▶ **Input records**
══════════════════════════════

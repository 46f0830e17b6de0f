//! Top-K ranking by histogram intersection.

use crate::retrieval::common::error::{Result, RetrievalError};
use crate::retrieval::histogram::ColorHistogram;

/// A scored dataset entry.
#[derive(Debug, Clone, PartialEq)]
pub struct RankedMatch {
    pub name: String,
    pub score: f64,
}

/// Scores every dataset entry against the query and returns the best
/// `k`, highest similarity first.
///
/// The sort is stable, so entries with equal scores keep their dataset
/// order. A failed comparison is wrapped as `EntryFailed` with the
/// entry's name so the caller can decide to skip or abort. Scores are
/// meaningful as similarity percentages only when the query and every
/// entry are normalized. An empty dataset fails with `EmptyDataset`
/// unless `k` is zero, which returns an empty list.
pub fn rank_matches(
    query: &ColorHistogram,
    dataset: &[(String, ColorHistogram)],
    k: usize,
) -> Result<Vec<RankedMatch>> {
    if k == 0 {
        return Ok(Vec::new());
    }
    if dataset.is_empty() {
        return Err(RetrievalError::EmptyDataset);
    }

    let mut matches = Vec::with_capacity(dataset.len());
    for (name, histogram) in dataset {
        let score = query
            .intersect(histogram)
            .map_err(|e| RetrievalError::EntryFailed {
                name: name.clone(),
                source: Box::new(e),
            })?;
        matches.push(RankedMatch {
            name: name.clone(),
            score,
        });
    }

    matches.sort_by(|a, b| b.score.total_cmp(&a.score));
    matches.truncate(k);
    Ok(matches)
}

══════════════════════════════

▶ **Problem to solve**
Please transcribe all of the data above exactly.

▶ **Response to this exercise**
repository 46f0830e17b6de0f
//! Top-K ranking by histogram intersection.

use crate::retrieval::common::error::{Result, RetrievalError};
use crate::retrieval::histogram::ColorHistogram;

/// A scored dataset entry.
#[derive(Debug, Clone, PartialEq)]
pub struct RankedMatch {
    pub name: String,
    pub score: f64,
}

/// Scores every dataset entry against the query and returns the best
/// `k`, highest similarity first.
///
/// The sort is stable, so entries with equal scores keep their dataset
/// order. A failed comparison is wrapped as `EntryFailed` with the
/// entry's name so the caller can decide to skip or abort. Scores are
/// meaningful as similarity percentages only when the query and every
/// entry are normalized. An empty dataset fails with `EmptyDataset`
/// unless `k` is zero, which returns an empty list.
pub fn rank_matches(
    query: &ColorHistogram,
    dataset: &[(String, ColorHistogram)],
    k: usize,
) -> Result<Vec<RankedMatch>> {
    if k == 0 {
        return Ok(Vec::new());
    }
    if dataset.is_empty() {
        return Err(RetrievalError::EmptyDataset);
    }

    let mut matches = Vec::with_capacity(dataset.len());
    for (name, histogram) in dataset {
        let score = query
            .intersect(histogram)
            .map_err(|e| RetrievalError::EntryFailed {
                name: name.clone(),
                source: Box::new(e),
            })?;
        matches.push(RankedMatch {
            name: name.clone(),
            score,
        });
    }

    matches.sort_by(|a, b| b.score.total_cmp(&a.score));
    matches.truncate(k);
    Ok(matches)
}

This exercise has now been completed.